Normalization of Graph Indices

[Philipp Riedel]

Hi everybody,

I was wondering what would be the correct way to compute normalized graph measures.  Chapter 12.1. in the brainGraph User Guide explains how to get Lp.norm and Cp.norm.  However, how do I compute E.global.norm and mod.norm in an identical fashion given their random indices in 'rand.dt' (I just picked the name based on the code in 12.1.1)?

I thought about taking the mean and standard deviation of the 'E.global' in rand.dt ("E.global.rand") regardless of Subject.ID and regardless of Group but with regard to density threshold and just normalize by computing: E.global.norm <- (E.global.subj - mean(E.global.rand))/sd(E.global.rand).

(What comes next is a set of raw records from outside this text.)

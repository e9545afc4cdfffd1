//! Embedded SQL engine
//!
//! Wraps a DataFusion session behind a synchronous API. Every query gets a
//! fresh session with the given tables registered in memory, identifier
//! normalisation disabled (mixed-case column names) and a single target
//! partition, and runs to completion on a private current-thread runtime.

pub mod udf;

use crate::error::{Result, RuntimeError};
use crate::table::Table;
use datafusion::datasource::MemTable;
use datafusion::prelude::{SessionConfig, SessionContext};
use std::sync::Arc;
use tokio::runtime::{Builder, Runtime};
use tracing::debug;

/// Synchronous SQL engine over in-memory tables
pub struct Engine {
    runtime: Runtime,
    target_partitions: usize,
}

impl Engine {
    /// Create an engine with sequential (single partition) execution.
    pub fn new() -> Result<Self> {
        Self::with_partitions(1)
    }

    pub fn with_partitions(target_partitions: usize) -> Result<Self> {
        let runtime = Builder::new_current_thread().enable_all().build()?;
        Ok(Self {
            runtime,
            target_partitions: target_partitions.max(1),
        })
    }

    fn session(&self) -> SessionContext {
        let mut config = SessionConfig::new()
            .with_target_partitions(self.target_partitions)
            .with_information_schema(false);
        config.options_mut().sql_parser.enable_ident_normalization = false;

        let ctx = SessionContext::new_with_config(config);
        ctx.register_udf(udf::to_days());
        ctx
    }

    /// Run `sql` against the named tables and collect the result.
    pub fn query(&self, sql: &str, tables: &[(&str, &Table)]) -> Result<Table> {
        debug!(tables = tables.len(), "executing query ({} chars)", sql.len());

        self.runtime.block_on(async {
            let ctx = self.session();
            for (name, table) in tables {
                let provider =
                    MemTable::try_new(table.schema().clone(), vec![table.batches().to_vec()])?;
                ctx.register_table(*name, Arc::new(provider))?;
            }

            let df = ctx.sql(sql).await?;
            let logical_schema = Arc::new(df.schema().as_arrow().clone());
            let batches = df.collect().await?;
            let schema = batches
                .first()
                .map(|batch| batch.schema())
                .unwrap_or(logical_schema);

            Ok::<_, RuntimeError>(Table::new(schema, batches))
        })
    }
}
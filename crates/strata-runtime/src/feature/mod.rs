//! Feature generation and batched extraction
//!
//! Provides:
//! - Column profiling of a sample table
//! - The feature definer (candidate catalog generation)
//! - The feature frame (prep table joined with the base table)
//! - The batched feature builder

pub mod builder;
pub mod definer;
pub mod frame;
pub mod profile;

// Re-export for convenience
pub use builder::{BuildReport, FeatureBuilder};
pub use definer::{date_diff, fibonacci, DefinerOptions, FeatureDefiner, GenerationMode};
pub use frame::{FeatureFrame, FrameOptions};
pub use profile::{ColumnProfile, TableProfile};
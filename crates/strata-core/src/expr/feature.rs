//! Features: an aggregation applied under zero or more filters

use crate::expr::canonical::canonical_name;
use crate::expr::column::Column;
use crate::expr::element::{Aggregation, Element, Filter};
use crate::expr::template::render;
use crate::types::DataType;
use serde::{Deserialize, Serialize};
use std::fmt;

/// Condition used when a feature has no filters.
const TAUTOLOGY: &str = "1 = 1";

/// A derived column built from one aggregation and its filters.
///
/// The query wraps every aggregation input in
/// `case when <filters> then <column> else null end` and applies the
/// aggregation logic to the result. Query and name are recomputed on
/// construction and deserialization, so features with equal aggregation
/// and filters share one name regardless of topic.
#[derive(Debug, Clone, PartialEq, Eq, Hash, Serialize, Deserialize)]
#[serde(into = "FeatureRecord", from = "FeatureRecord")]
pub struct Feature {
    data_type: DataType,
    topic: String,
    agg: Aggregation,
    filters: Vec<Filter>,
    query: String,
    name: String,
}

/// Persisted form of a feature
#[derive(Serialize, Deserialize)]
struct FeatureRecord {
    data_type: DataType,
    topic: String,
    agg: Aggregation,
    #[serde(default)]
    filters: Vec<Filter>,
}

impl From<Feature> for FeatureRecord {
    fn from(feature: Feature) -> Self {
        Self {
            data_type: feature.data_type,
            topic: feature.topic,
            agg: feature.agg,
            filters: feature.filters,
        }
    }
}

impl From<FeatureRecord> for Feature {
    fn from(record: FeatureRecord) -> Self {
        Feature::new(record.data_type, record.topic, record.agg, record.filters)
    }
}

impl Feature {
    /// Build a feature. `None` filters are dropped.
    pub fn new<I, F>(
        data_type: DataType,
        topic: impl Into<String>,
        agg: Aggregation,
        filters: I,
    ) -> Self
    where
        I: IntoIterator<Item = F>,
        F: Into<Option<Filter>>,
    {
        let filters: Vec<Filter> = filters.into_iter().filter_map(Into::into).collect();
        let query = compose_query(&agg, &filters);
        let name = canonical_name(&query);
        Self {
            data_type,
            topic: topic.into(),
            agg,
            filters,
            query,
            name,
        }
    }

    pub fn data_type(&self) -> DataType {
        self.data_type
    }

    pub fn topic(&self) -> &str {
        &self.topic
    }

    pub fn agg(&self) -> &Aggregation {
        &self.agg
    }

    pub fn filters(&self) -> &[Filter] {
        &self.filters
    }

    pub fn query(&self) -> &str {
        &self.query
    }

    pub fn name(&self) -> &str {
        &self.name
    }

    /// View of this feature as a derived column.
    pub fn as_column(&self) -> Column {
        Column::derived(self.data_type, self.query.clone())
    }
}

fn compose_query(agg: &Aggregation, filters: &[Filter]) -> String {
    let condition = if filters.is_empty() {
        TAUTOLOGY.to_string()
    } else {
        filters
            .iter()
            .map(ToString::to_string)
            .collect::<Vec<_>>()
            .join(" and ")
    };

    let guarded: Vec<String> = agg
        .columns()
        .iter()
        .map(|column| format!("case when {} then {} else null end", condition, column.name()))
        .collect();

    render(agg.logic(), &guarded)
}

impl fmt::Display for Feature {
    fn fmt(&self, f: &mut fmt::Formatter<'_>) -> fmt::Result {
        f.write_str(&self.name)
    }
}

#[cfg(test)]
mod tests {
    use super::*;
    use crate::expr::element::logic;

    fn amount() -> Column {
        Column::field("amount_1115A", DataType::Float)
    }

    #[test]
    fn test_unfiltered_feature_uses_tautology() {
        let agg = Aggregation::on(&amount(), logic::SUM, DataType::Float);
        let feature = Feature::new(DataType::Float, "applprev", agg, [None::<Filter>]);

        assert_eq!(
            feature.query(),
            "sum(case when 1 = 1 then amount_1115A else null end)"
        );
        assert_eq!(feature.name(), "sum__if_1_eq_1_then_amount_1115a__");
        assert!(feature.filters().is_empty());
    }

    #[test]
    fn test_filters_conjoin() {
        let group = Column::field("num_group1", DataType::Integer);
        let agg = Aggregation::on(&amount(), logic::MAX, DataType::Float);
        let feature = Feature::new(
            DataType::Float,
            "applprev",
            agg,
            vec![
                Some(Filter::on(&group, "{0} < 3")),
                None,
                Some(Filter::on(&group, "{0} = 0")),
            ],
        );

        assert_eq!(
            feature.query(),
            "max(case when (num_group1 < 3) and (num_group1 = 0) then amount_1115A else null end)"
        );
        assert_eq!(feature.filters().len(), 2);
    }

    #[test]
    fn test_name_ignores_topic() {
        let agg = Aggregation::on(&amount(), logic::COUNT, DataType::Integer);
        let a = Feature::new(DataType::Integer, "applprev", agg.clone(), Vec::<Filter>::new());
        let b = Feature::new(DataType::Integer, "person", agg, Vec::<Filter>::new());
        assert_eq!(a.name(), b.name());
        assert_ne!(a, b);
    }

    #[test]
    fn test_record_round_trip() {
        let group = Column::field("num_group1", DataType::Integer);
        let agg = Aggregation::on(&amount(), logic::AVG, DataType::Float);
        let feature = Feature::new(
            DataType::Float,
            "credit_bureau_a",
            agg,
            [Filter::on(&group, "{0} = 1")],
        );

        let json = serde_json::to_value(&feature).unwrap();
        assert!(json.get("query").is_none());
        assert_eq!(json["topic"], "credit_bureau_a");

        let back: Feature = serde_json::from_value(json).unwrap();
        assert_eq!(back, feature);
        assert_eq!(back.name(), feature.name());
        assert_eq!(back.query(), feature.query());
    }

    #[test]
    fn test_as_column() {
        let agg = Aggregation::on(&amount(), logic::COUNT, DataType::Integer);
        let feature = Feature::new(DataType::Integer, "applprev", agg, Vec::<Filter>::new());
        let column = feature.as_column();
        assert_eq!(column.name(), feature.name());
        assert_eq!(column.query(), Some(feature.query()));
    }
}
//! Batched feature extraction
//!
//! Compiles a feature list into bounded batches and executes them one at a
//! time against a feature frame. Each batch result is narrowed, written to
//! its own artifact and dropped before the next batch runs.

use super::frame::FeatureFrame;
use crate::datasource::DataSource;
use crate::engine::Engine;
use crate::error::Result;
use crate::optimize::narrow;
use std::sync::Arc;
use std::time::Instant;
use strata_compiler::QueryCompiler;
use strata_core::Feature;
use tracing::{debug, info};

/// Summary of one builder run
#[derive(Debug, Clone, Default, PartialEq, Eq)]
pub struct BuildReport {
    pub features: usize,
    pub batches: usize,
    pub written: usize,
    pub skipped: usize,
    pub rows: usize,
}

/// Executes compiled feature batches against a frame
pub struct FeatureBuilder {
    source: Arc<dyn DataSource>,
    engine: Arc<Engine>,
    frame: FeatureFrame,
    compiler: QueryCompiler,
}

impl FeatureBuilder {
    pub fn new(
        source: Arc<dyn DataSource>,
        engine: Arc<Engine>,
        frame: FeatureFrame,
        compiler: QueryCompiler,
    ) -> Self {
        Self {
            source,
            engine,
            frame,
            compiler,
        }
    }

    pub fn frame(&self) -> &FeatureFrame {
        &self.frame
    }

    /// Build `features` in batches of `batch_size`. Batches with an index
    /// below `skip` are not executed, which resumes an interrupted build.
    pub fn run(&self, features: &[Feature], batch_size: usize, skip: usize) -> Result<BuildReport> {
        let started = Instant::now();
        let topic = self.frame.topic();
        let split = self.frame.split();
        let table_name = self.compiler.options().table.as_str();

        let batches = self.compiler.compile_batches(features, batch_size)?;
        let mut report = BuildReport {
            features: features.len(),
            batches: batches.len(),
            ..BuildReport::default()
        };

        for batch in &batches {
            if batch.index < skip {
                debug!(index = batch.index, "skipping feature batch");
                report.skipped += 1;
                continue;
            }

            let result = self
                .engine
                .query(&batch.sql, &[(table_name, self.frame.table())])?;
            let result = narrow(result)?;
            report.rows = result.num_rows();
            self.source
                .write_feature_batch(topic.name(), split, batch.index, &result)?;
            report.written += 1;

            info!(
                topic = %topic,
                index = batch.index,
                features = batch.features.len(),
                rows = result.num_rows(),
                "built feature batch"
            );
        }

        info!(
            topic = %topic,
            written = report.written,
            skipped = report.skipped,
            "elapsed time: {:.4} sec",
            started.elapsed().as_secs_f64()
        );
        Ok(report)
    }
}
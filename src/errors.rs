//! Error types for the heidelpay-rs library.
//!
//! This module defines all error types that can occur while preparing,
//! submitting and evaluating gateway transactions.

use thiserror::Error;

/// Main error type for heidelpay operations.
#[derive(Error, Debug)]
pub enum HeidelpayError {
    /// Error during HTTP request/response handling
    #[error("HTTP error: {0}")]
    HttpError(#[from] reqwest::Error),

    /// The gateway answered with a non-success HTTP status
    #[error("Unexpected HTTP status: {0}")]
    HttpStatus(u16),

    /// Error while turning the request model into form fields
    #[error("JSON error: {0}")]
    JsonError(#[from] serde_json::Error),

    /// Error while decoding a form-encoded gateway response
    #[error("Form decoding error: {0}")]
    FormDecodeError(#[from] serde_urlencoded::de::Error),

    /// Error parsing URL
    #[error("URL parse error: {0}")]
    UrlParseError(#[from] url::ParseError),

    /// The payment method does not offer the requested transaction
    #[error("{method} does not support {transaction}")]
    UnsupportedTransaction {
        /// Name of the payment method
        method: &'static str,
        /// Name of the rejected transaction
        transaction: &'static str,
    },

    /// Payment code is not two uppercase ASCII letters
    #[error("Invalid payment code: {0}")]
    InvalidPaymentCode(String),

    /// Missing required field
    #[error("Missing required field: {0}")]
    MissingField(String),

    /// A key/value setter was called with a key the group does not know
    #[error("Unknown parameter: {0}")]
    UnknownParameter(String),

    /// A custom parameter would replace one the SDK sets itself
    #[error("Reserved parameter: {0}")]
    ReservedParameter(String),

    /// A key/value setter received a value it cannot interpret
    #[error("Invalid value for {key}: {value}")]
    InvalidParameterValue {
        /// Parameter key
        key: String,
        /// Rejected value
        value: String,
    },

    /// The secret hash echoed by the gateway does not match
    #[error("Security hash verification failed: {0}")]
    SecurityHashMismatch(String),

    /// Configuration error
    #[error("Configuration error: {0}")]
    ConfigError(String),

    /// Generic error with custom message
    #[error("{0}")]
    Other(String),
}

/// Result type alias for heidelpay operations.
pub type Result<T> = std::result::Result<T, HeidelpayError>;

#[cfg(test)]
mod tests {
    use super::*;

    #[test]
    fn test_error_display() {
        let err = HeidelpayError::MissingField("IDENTIFICATION.REFERENCEID".to_string());
        assert_eq!(
            err.to_string(),
            "Missing required field: IDENTIFICATION.REFERENCEID"
        );

        let err = HeidelpayError::UnsupportedTransaction {
            method: "SofortPaymentMethod",
            transaction: "debit",
        };
        assert_eq!(err.to_string(), "SofortPaymentMethod does not support debit");
    }

    #[test]
    fn test_error_conversion() {
        let url_err = url::Url::parse("not a url").unwrap_err();
        let err: HeidelpayError = url_err.into();
        assert!(matches!(err, HeidelpayError::UrlParseError(_)));
    }

    #[test]
    fn test_form_decode_conversion() {
        let decode_err =
            serde_urlencoded::from_str::<Vec<(String, u32)>>("PROCESSING.STATUS_CODE=ACK")
                .unwrap_err();
        let err: HeidelpayError = decode_err.into();
        assert!(matches!(err, HeidelpayError::FormDecodeError(_)));
    }
}
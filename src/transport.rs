//! Request/response transport.
//!
//! The [`Transport`] trait is the seam between transaction behaviours and the
//! network. [`HttpTransport`] posts the form with `reqwest`; tests and dry runs
//! can plug in their own implementation.

use crate::errors::{HeidelpayError, Result};
use crate::types::Response;
use async_trait::async_trait;
use reqwest::Client;
use std::collections::BTreeMap;

/// Sends a prepared form to the gateway and returns its parsed answer.
#[async_trait]
pub trait Transport: Send + Sync {
    /// Posts `form` to `url`.
    ///
    /// # Returns
    ///
    /// The parsed gateway response. A gateway side decline is still `Ok`; only
    /// failures to obtain a response at all are errors.
    async fn submit(&self, url: &str, form: &BTreeMap<String, String>) -> Result<Response>;
}

/// HTTP transport posting `application/x-www-form-urlencoded` bodies.
#[derive(Clone, Debug, Default)]
pub struct HttpTransport {
    client: Client,
}

impl HttpTransport {
    /// Creates a transport using `client`.
    pub fn new(client: Client) -> Self {
        Self { client }
    }
}

#[async_trait]
impl Transport for HttpTransport {
    async fn submit(&self, url: &str, form: &BTreeMap<String, String>) -> Result<Response> {
        let response = self.client.post(url).form(form).send().await?;

        let status = response.status();
        if !status.is_success() {
            tracing::warn!(%url, status = status.as_u16(), "gateway answered with an error status");
            return Err(HeidelpayError::HttpStatus(status.as_u16()));
        }

        let body = response.text().await?;
        Response::from_form_body(&body)
    }
}

/// Transport that records submitted forms and answers with a canned response.
#[cfg(test)]
#[derive(Default)]
pub(crate) struct RecordingTransport {
    pub(crate) submitted: std::sync::Mutex<Vec<(String, BTreeMap<String, String>)>>,
    pub(crate) answer: Response,
}

#[cfg(test)]
impl RecordingTransport {
    pub(crate) fn answering(answer: Response) -> Self {
        Self {
            submitted: Default::default(),
            answer,
        }
    }

    pub(crate) fn last_form(&self) -> BTreeMap<String, String> {
        let submitted = self.submitted.lock().unwrap();
        submitted.last().map(|(_, form)| form.clone()).unwrap_or_default()
    }

    pub(crate) fn count(&self) -> usize {
        self.submitted.lock().unwrap().len()
    }
}

#[cfg(test)]
#[async_trait]
impl Transport for RecordingTransport {
    async fn submit(&self, url: &str, form: &BTreeMap<String, String>) -> Result<Response> {
        self.submitted
            .lock()
            .unwrap()
            .push((url.to_string(), form.clone()));
        Ok(self.answer.clone())
    }
}
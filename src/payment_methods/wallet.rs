//! Wallet payment methods.

payment_method! {
    /// PayPal. Authorize and debit redirect the customer to PayPal.
    PayPalPaymentMethod {
        code: "VA",
        brand: Some("PAYPAL"),
        transactions: [
            Registration,
            Authorize,
            Debit,
            AuthorizeOnRegistration,
            DebitOnRegistration,
            Refund,
            Reversal,
            Capture,
            Rebill,
        ],
    }
}
//! Direct debit, prepayment and invoice.

payment_method! {
    /// SEPA direct debit. The mandate is given up front, so there is no
    /// authorization step.
    DirectDebitPaymentMethod {
        code: "DD",
        brand: None,
        transactions: [
            Registration,
            Debit,
            DebitOnRegistration,
            Refund,
            Reversal,
            Rebill,
        ],
    }
}

payment_method! {
    /// Prepayment: the customer transfers the amount before delivery.
    PrepaymentPaymentMethod {
        code: "PP",
        brand: None,
        transactions: [Authorize, Reversal],
    }
}

payment_method! {
    /// Invoice: the customer pays after delivery.
    InvoicePaymentMethod {
        code: "IV",
        brand: None,
        transactions: [Authorize, Refund, Reversal],
    }
}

But I'm not sure if there is any reason as to why analysis_random_graphs() computes a kNumRand number of random graphs for each density threshhold separately for each Subject.ID and if I should take that into account?  The subject's specific matrix shouldn't affect the random graph generation [in the case that threshold.by = 'density' was used in create.mats()], should it?  

Thanks,

Philipp

[Chris Watson]

Hi Philipp,
I think the easiest way would be to adapt the code from the "small.world"
function. So something like the following, assuming that "g" is a *list* of graphs for each
subject, and "rand" is a *list of lists* of the N random graphs for that subject.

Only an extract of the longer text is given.